Jan Gatewood’s
Wildest Dreams

The Artist, Skater, and Model on Painting Jokes

  • Text: Sam Hockley-Smith

Pasadena. Hollywood. West Hollywood. Glendale. Burbank. “I was just like, I feel fine here. Every place,” the visual artist Jan Gatewood says, talking about his earliest days in Los Angeles, and how they paved the way for his current artistic practice—young, structureless, looking for a new beginning without any expectations.

In the book Everything Now, the author Rosecrans Baldwin describes LA like this: “For my part, it is the only place in the United States where I can stand anywhere and feel like I am in the middle of everything, and also like I am nowhere at all.” That line, unintentionally echoed by Gatewood to me over Zoom, is a telling portrait not just of a city of baking blacktop, of endless stretches of solitude surrounded by oblivious civilization, but also how a person can find or lose direction in those aimless days, can learn to create with what’s available.

Top Image: Portrait by Calvin Reboya.

For Gatewood, his career has constantly straddled this line, exploring the outer regions of the recognizable through art that is as aesthetically pretty as it is weird. Sometimes he’s highly visible, modeling for Calvin Klein or other brands, his eyebrows cast upward in perpetual skepticism. Other times, he’s more anonymous. Working quietly in his studio on surreal images that straddle the line between collage, found art, and illustration. He’s collaborated on a t-shirt with Sonya Sombreuil’s highly-coveted art-fashion line Come Tees. One of his more abstract pieces—pastel washes augmented by stark black shapes that look like they’ve been stamped onto the paper—sits in Dries Van Noten’s West Hollywood boutique. Yet his life looks and feels much like it always has, which is a testament to the way he’s been able to fit into the worlds he admires without losing himself.

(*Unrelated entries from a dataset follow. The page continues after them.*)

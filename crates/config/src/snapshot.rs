//! Persisted copy of the last applied configuration
//!
//! The reconciler compares the effective configuration against this snapshot
//! to decide which side effects to re-apply.

use crate::config::ConfigError;
use crate::keyvalue::ConfigMap;
use serde::{Deserialize, Serialize};
use std::collections::BTreeSet;
use std::fs;
use std::io;
use std::path::Path;

/// Key/value set recorded after a reconciliation pass
#[derive(Debug, Clone, Default, Serialize, Deserialize, PartialEq)]
pub struct ConfigSnapshot {
    #[serde(default)]
    pub values: ConfigMap,
}

impl ConfigSnapshot {
    pub fn new(values: ConfigMap) -> Self {
        Self { values }
    }

    /// Load a snapshot; `Ok(None)` when none has been written yet
    pub fn load(path: &Path) -> Result<Option<Self>, ConfigError> {
        match fs::read_to_string(path) {
            Ok(content) => Ok(Some(toml::from_str(&content)?)),
            Err(e) if e.kind() == io::ErrorKind::NotFound => Ok(None),
            Err(e) => Err(e.into()),
        }
    }

    /// Persist the snapshot via write-then-rename
    pub fn save(&self, path: &Path) -> Result<(), ConfigError> {
        if let Some(parent) = path.parent() {
            fs::create_dir_all(parent)?;
        }
        let content = toml::to_string(self)?;
        let mut tmp = path.as_os_str().to_owned();
        tmp.push(".tmp");
        fs::write(&tmp, content)?;
        fs::rename(&tmp, path)?;
        Ok(())
    }

    /// Keys added, removed or changed in `current` relative to this snapshot
    pub fn changed_keys(&self, current: &ConfigMap) -> BTreeSet<String> {
        let mut changed = BTreeSet::new();
        for (key, value) in current {
            if self.values.get(key) != Some(value) {
                changed.insert(key.clone());
            }
        }
        for key in self.values.keys() {
            if !current.contains_key(key) {
                changed.insert(key.clone());
            }
        }
        changed
    }
}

Gatewood’s childhood and teenage years in Aurora, Colorado were idyllic in the way that those years can be suffused with grit and edge, but still feel largely innocent. “It's really suburban, very boring, not a whole lot of interesting stuff going on, but I was very fortunate in the fact that I just had the best group of friends growing up,” Gatewood says. “We all were obsessed with skateboarding, and still are.”

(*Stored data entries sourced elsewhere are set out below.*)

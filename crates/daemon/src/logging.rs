//! Logging setup and log file rotation
//!
//! Every subcommand logs to stderr (captured by the journal) and appends
//! timestamped lines to its own file under the log directory. The stream log
//! also receives ffmpeg's stderr, so it is rotated by size before each start.

use chrono::Local;
use std::fs::{self, File, OpenOptions};
use std::io::{self, Read, Seek, SeekFrom, Write};
use std::path::{Path, PathBuf};
use std::sync::Arc;
use tracing_subscriber::fmt::{format::Writer, time::FormatTime};
use tracing_subscriber::{fmt, layer::SubscriberExt, util::SubscriberInitExt, EnvFilter};

/// Default log directory on the device
pub const DEFAULT_LOG_DIR: &str = "/var/log/forpost";

/// Rotate once the live log passes this size
pub const ROTATE_THRESHOLD_BYTES: u64 = 10 * 1024 * 1024;

/// Tail kept in the previous generation file
pub const ROTATE_KEEP_BYTES: u64 = 5 * 1024 * 1024;

/// Local-time timestamps, matching what operators see on the device clock
#[derive(Debug, Clone, Copy)]
struct LocalTimer;

impl FormatTime for LocalTimer {
    fn format_time(&self, w: &mut Writer<'_>) -> std::fmt::Result {
        write!(w, "{}", Local::now().format("%Y-%m-%d %H:%M:%S"))
    }
}

/// Log file path for a subsystem (`stream`, `watchdog`, ...)
pub fn log_path(dir: &Path, subsystem: &str) -> PathBuf {
    dir.join(format!("{}.log", subsystem))
}

/// Open a log file for appending, creating parent directories
pub fn open_append(path: &Path) -> io::Result<File> {
    if let Some(parent) = path.parent() {
        fs::create_dir_all(parent)?;
    }
    OpenOptions::new().create(true).append(true).open(path)
}

/// Install the global subscriber
///
/// The filter comes from `RUST_LOG`, defaulting to `info`. When the log file
/// cannot be opened, logging continues on stderr only.
pub fn init_logging(log_file: Option<&Path>) {
    let filter = EnvFilter::try_from_default_env().unwrap_or_else(|_| EnvFilter::new("info"));
    let stderr_layer = fmt::layer()
        .with_writer(io::stderr)
        .with_timer(LocalTimer)
        .with_target(false);

    let mut open_error = None;
    let file_layer = log_file.and_then(|path| match open_append(path) {
        Ok(file) => Some(
            fmt::layer()
                .with_writer(Arc::new(file))
                .with_ansi(false)
                .with_timer(LocalTimer)
                .with_target(false),
        ),
        Err(e) => {
            open_error = Some((path.to_path_buf(), e));
            None
        }
    });

    let _ = tracing_subscriber::registry()
        .with(filter)
        .with(stderr_layer)
        .with(file_layer)
        .try_init();

    if let Some((path, e)) = open_error {
        tracing::warn!(path = %path.display(), error = %e, "Cannot open log file, logging to stderr only");
    }
}

/// Size-based rotation keeping one trimmed previous generation
///
/// When `path` is larger than `threshold`, its last `keep` bytes are written
/// to `<path>.1` (replacing any older generation) and the live file is
/// truncated in place, so handles opened in append mode stay valid.
/// Returns whether a rotation happened.
pub fn rotate_if_needed(path: &Path, threshold: u64, keep: u64) -> io::Result<bool> {
    let size = match fs::metadata(path) {
        Ok(meta) => meta.len(),
        Err(e) if e.kind() == io::ErrorKind::NotFound => return Ok(false),
        Err(e) => return Err(e),
    };
    if size <= threshold {
        return Ok(false);
    }

    let mut live = OpenOptions::new().read(true).write(true).open(path)?;
    live.seek(SeekFrom::Start(size.saturating_sub(keep)))?;
    let mut tail = Vec::with_capacity(keep.min(size) as usize);
    live.read_to_end(&mut tail)?;

    let previous = previous_generation(path);
    let mut tmp = previous.as_os_str().to_owned();
    tmp.push(".tmp");
    let tmp = PathBuf::from(tmp);
    {
        let mut out = File::create(&tmp)?;
        out.write_all(&tail)?;
    }
    fs::rename(&tmp, &previous)?;

    live.set_len(0)?;
    Ok(true)
}

/// Path of the single kept generation: `<path>.1`
pub fn previous_generation(path: &Path) -> PathBuf {
    let mut name = path.as_os_str().to_owned();
    name.push(".1");
    PathBuf::from(name)
}

/// Last `lines` lines of a text file; a missing file reads as empty
pub fn tail_lines(path: &Path, lines: usize) -> io::Result<Vec<String>> {
    tail_lines_since(path, 0, lines)
}

/// Last `lines` lines written after byte `offset`
///
/// A file shorter than `offset` was truncated by rotation and is read whole.
pub fn tail_lines_since(path: &Path, offset: u64, lines: usize) -> io::Result<Vec<String>> {
    let bytes = match fs::read(path) {
        Ok(bytes) => bytes,
        Err(e) if e.kind() == io::ErrorKind::NotFound => return Ok(Vec::new()),
        Err(e) => return Err(e),
    };
    let start = usize::try_from(offset)
        .ok()
        .filter(|o| *o <= bytes.len())
        .unwrap_or(0);
    let content = String::from_utf8_lossy(&bytes[start..]);
    let all: Vec<&str> = content.lines().collect();
    let start = all.len().saturating_sub(lines);
    Ok(all[start..].iter().map(|s| s.to_string()).collect())
}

When you’re a kid, skating is the closest to freedom that you can get. Parking lots become destinations. Ledges outside of anonymous office buildings become hangout spots. “It created a sense of autonomy in me early on,” Gatewood says. “It allowed me to access the world in a much different way, it was just the perfect guide to get me out into the world.” It is, indirectly, how Gatewood ended up in Los Angeles. After high school, he and his best friend took a road trip out West. His parents really wanted him to go to college, but he wasn’t so sure. While in LA, he felt its magnetic pull. “ [LA] felt like home right away. Maybe it was something intuitive saying I should be here, but I hadn’t discovered that yet.” After an attempt at college in Colorado, Gatewood dropped out and headed back to Los Angeles.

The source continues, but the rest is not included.